Wallace complied, offering up a quote saying he looked forward “to working in partnership to open the facility in a timely manner so this critical business can get back to work.”

On the morning of April 22, Wallace emailed the Weld County commissioners to explain that attempts to control the virus had been relatively ineffective and warned against reopening Weld County. Later in the day he begged for more testing to mitigate the risk of further infection.

“We expect case counts to go up but if we’re able to find people early, before they’ve spread it to others, we can get them back to work more quickly and avoid hospitalizations and [emergency room] visits,” he wrote. “Without testing we’ll have people spreading COVID-19 widely in the community and making things worse.”

That day Colorado produced a report showing 102 JBS workers infected with the disease, four of whom had died. That was twice as many staff deaths as at all other Colorado institutions combined, including nursing homes.

That evening Wallace got a rejection, followed by a request that he produce new “guidelines for businesses opening up.”

“When he told them to move slower, they blew him off,” said Mark Johnson, executive director at Jefferson County Public Health, in the Denver suburbs. “He was put in an untenable position.
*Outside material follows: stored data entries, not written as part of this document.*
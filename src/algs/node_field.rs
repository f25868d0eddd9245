//! Node-resident field splitting.
//!
//! An unprofiled node field is restricted to a partition by reading its
//! tuples through the partition's node map. A profiled one first needs its
//! profile tied to the mesh: the *anchor level* is the most detailed level on
//! which the entities lying fully inside the profile cover exactly the
//! profile's nodes. Finding it scans whole levels, so the outcome (together
//! with the partition's sub-profile) is memoized in a [`NodeFieldCache`] and
//! every further timestep of the series only gathers tuples.

use hashbrown::HashMap;
use hashbrown::hash_map::Entry;

use crate::algs::submesh::{MeshPart, entities_fully_in_node_set, node_mask};
use crate::data::discretization::Discretization;
use crate::data::field::{FieldStep, Profile};
use crate::mesh_error::MeshSplitError;
use crate::topology::mesh::Mesh;

/// Cache key for one profiled node field on one partition.
///
/// The profile name is part of the key so that a series switching profiles
/// between steps resolves each profile separately.
#[derive(Clone, Debug, PartialEq, Eq, Hash)]
pub struct NodeFieldKey {
    pub field: String,
    pub profile: String,
    pub partition: usize,
}

impl NodeFieldKey {
    pub fn new(field: &str, profile: &str, partition: usize) -> Self {
        Self {
            field: field.to_string(),
            profile: profile.to_string(),
            partition,
        }
    }
}

/// Outcome of tying a node profile to the mesh for one partition.
#[derive(Clone, Debug, PartialEq, Eq)]
pub enum NodeProfileResolution {
    /// The profile matches whole entities of `anchor_level`.
    Resolved(ResolvedNodeProfile),
    /// No level reconstructs the profile; the field is skipped.
    Irrelevant,
}

/// Cached restriction of a node profile to one partition.
#[derive(Clone, Debug, PartialEq, Eq)]
pub struct ResolvedNodeProfile {
    /// Most detailed level whose entities reconstruct the profile exactly.
    pub anchor_level: i32,
    /// `positions[k]` is the index in the source profile of sub-profile node `k`.
    pub positions: Vec<usize>,
    /// Nodes of the `support` entities, in partition node ids (ascending).
    pub sub_profile: Vec<usize>,
    /// Partition-local entities of the anchor level lying fully inside the
    /// profile.
    pub support: Vec<usize>,
}

/// Resolution cache for profiled node fields, owned by one split invocation.
#[derive(Debug, Default)]
pub struct NodeFieldCache {
    entries: HashMap<NodeFieldKey, NodeProfileResolution>,
    hits: usize,
    misses: usize,
}

impl NodeFieldCache {
    pub fn new() -> Self {
        Self::default()
    }

    /// Cached resolution for `key`, if any.
    pub fn get(&self, key: &NodeFieldKey) -> Option<&NodeProfileResolution> {
        self.entries.get(key)
    }

    /// Cached resolution for `key`, computing and storing it on first use.
    pub fn get_or_resolve<F>(
        &mut self,
        key: NodeFieldKey,
        resolve: F,
    ) -> Result<&NodeProfileResolution, MeshSplitError>
    where
        F: FnOnce() -> Result<NodeProfileResolution, MeshSplitError>,
    {
        match self.entries.entry(key) {
            Entry::Occupied(o) => {
                self.hits += 1;
                Ok(&*o.into_mut())
            }
            Entry::Vacant(v) => {
                self.misses += 1;
                Ok(&*v.insert(resolve()?))
            }
        }
    }

    #[inline]
    pub fn len(&self) -> usize {
        self.entries.len()
    }

    #[inline]
    pub fn is_empty(&self) -> bool {
        self.entries.is_empty()
    }

    /// Lookups answered from the cache.
    #[inline]
    pub fn hits(&self) -> usize {
        self.hits
    }

    /// Lookups that had to resolve.
    #[inline]
    pub fn misses(&self) -> usize {
        self.misses
    }
}

/// Most detailed level of `mesh` whose entities lying fully inside `profile`
/// reference exactly the profile's nodes.
///
/// Levels are tried from the most negative up to 0 and the first match wins,
/// even if a coarser level would also match.
pub fn find_anchor_level(mesh: &Mesh, profile: &Profile) -> Result<Option<i32>, MeshSplitError> {
    let n_nodes = mesh.n_nodes();
    let in_profile = node_mask(profile.ids(), n_nodes)?;
    let mut covered = vec![false; n_nodes];
    for (level, lev) in mesh.levels() {
        covered.fill(false);
        let mut n_covered = 0;
        for e in entities_fully_in_node_set(lev, &in_profile) {
            for &n in lev.entity(e) {
                if !covered[n] {
                    covered[n] = true;
                    n_covered += 1;
                }
            }
        }
        // Every covered node is in the profile, so equal counts mean equal sets.
        if n_covered == profile.len() {
            return Ok(Some(level));
        }
    }
    Ok(None)
}

/// Tie `profile` to the mesh and restrict it to partition `part`.
pub fn resolve_node_profile(
    mesh: &Mesh,
    part: &MeshPart,
    profile: &Profile,
) -> Result<NodeProfileResolution, MeshSplitError> {
    let Some(anchor_level) = find_anchor_level(mesh, profile)? else {
        return Ok(NodeProfileResolution::Irrelevant);
    };

    let retained: Vec<usize> = profile
        .ids()
        .iter()
        .filter_map(|&parent| part.maps.to_sub(parent))
        .collect();
    let local_mask = node_mask(&retained, part.mesh.n_nodes())?;
    let anchor = part.mesh.level(anchor_level)?;
    let support = entities_fully_in_node_set(anchor, &local_mask);

    // Only nodes of whole anchor entities survive, so the sub-profile
    // resolves again on the partition mesh.
    let mut in_support = vec![false; part.mesh.n_nodes()];
    for &e in &support {
        for &n in anchor.entity(e) {
            in_support[n] = true;
        }
    }
    let mut sub_profile = Vec::new();
    let mut positions = Vec::new();
    for (sub, _) in in_support.iter().enumerate().filter(|(_, kept)| **kept) {
        let pos = part
            .maps
            .to_parent(sub)
            .and_then(|parent| profile.position(parent))
            .ok_or_else(|| {
                MeshSplitError::InvalidPermutation(format!(
                    "partition node {sub} outside profile `{}`",
                    profile.name()
                ))
            })?;
        sub_profile.push(sub);
        positions.push(pos);
    }

    Ok(NodeProfileResolution::Resolved(ResolvedNodeProfile {
        anchor_level,
        positions,
        sub_profile,
        support,
    }))
}

/// Restrict one node-resident step of `field` to partition `partition`.
///
/// Returns `None` when the step's profile is irrelevant to the mesh, or when
/// the partition holds no anchor-level entity lying fully inside it.
pub fn split_node_step(
    field: &str,
    step: &FieldStep,
    source: &Mesh,
    part: &MeshPart,
    partition: usize,
    cache: &mut NodeFieldCache,
) -> Result<Option<FieldStep>, MeshSplitError> {
    if step.discretization() != Discretization::Nodes {
        return Err(MeshSplitError::DiscretizationMismatch {
            field: field.to_string(),
            found: step.discretization().to_string(),
        });
    }
    step.validate(field, source)?;

    let profile = match step.profile() {
        Some(p) if !p.is_full(source.n_nodes()) => p,
        _ => {
            let values = step.values().select_tuples(&part.maps.sub_to_parent);
            return Ok(Some(step.with_values(values, None)));
        }
    };

    let key = NodeFieldKey::new(field, profile.name(), partition);
    let resolution =
        cache.get_or_resolve(key, || resolve_node_profile(source, part, profile))?;
    match resolution {
        NodeProfileResolution::Irrelevant => {
            log::debug!(
                "field `{field}`: profile `{}` matches no mesh level, skipped on partition {partition}",
                profile.name()
            );
            Ok(None)
        }
        NodeProfileResolution::Resolved(r) if r.support.is_empty() => Ok(None),
        NodeProfileResolution::Resolved(r) => {
            let values = step.values().select_tuples(&r.positions);
            let sub_profile = Profile::new(profile.name(), r.sub_profile.clone())?;
            Ok(Some(step.with_values(values, Some(sub_profile))))
        }
    }
}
He could not do public health.”

In late April, the all-Republican Weld County commission defied state “Safer at Home” health orders by announcing it would institute a “Safer at Work” policy for reopening businesses, asking Wallace, in his words, to “lean in” to activities focused on reopening Weld County. The meatpacking plant reopened April 24.

As the death toll and infection rate continued following the plant’s reopening, Kim Cordova, leader of the union local representing workers at the plant, said in a radio interview that safety measures at the plant were incomplete because workers had not received training to run the processing line while keeping a safe distance from each other. “They opened the plant without any type of retraining,” Cordova said.

According to emails, the JBS plant continued working after the closure announcement to process carcasses already at the facility.

“Realistically they might have been shut down for six days,” said Deb Suniga, a Greeley community leader who has been fielding calls from JBS workers while also holding talks with state officials concerned about the determination to defy Colorado’s “Safer at Home” order among the Weld County commissioners. Wallace was “under their thumb,” Suniga said.

By May 1, infections among plant workers had risen to 245. Although JBS had said that it would test plant employees, Colorado’s governor said that the company had declined to actually do any testing, and that the task would be left to the state to administer. The leader of the plant’s union said JBS had broken promises to provide sick leave, worker safety training and coronavirus testing, accusing the company of continued “reckless endangerment of the workers.”

By that time seven plant workers had died from the coronavirus.

Matt Smith reports for MarketWatch and Barron’s Group from San Francisco.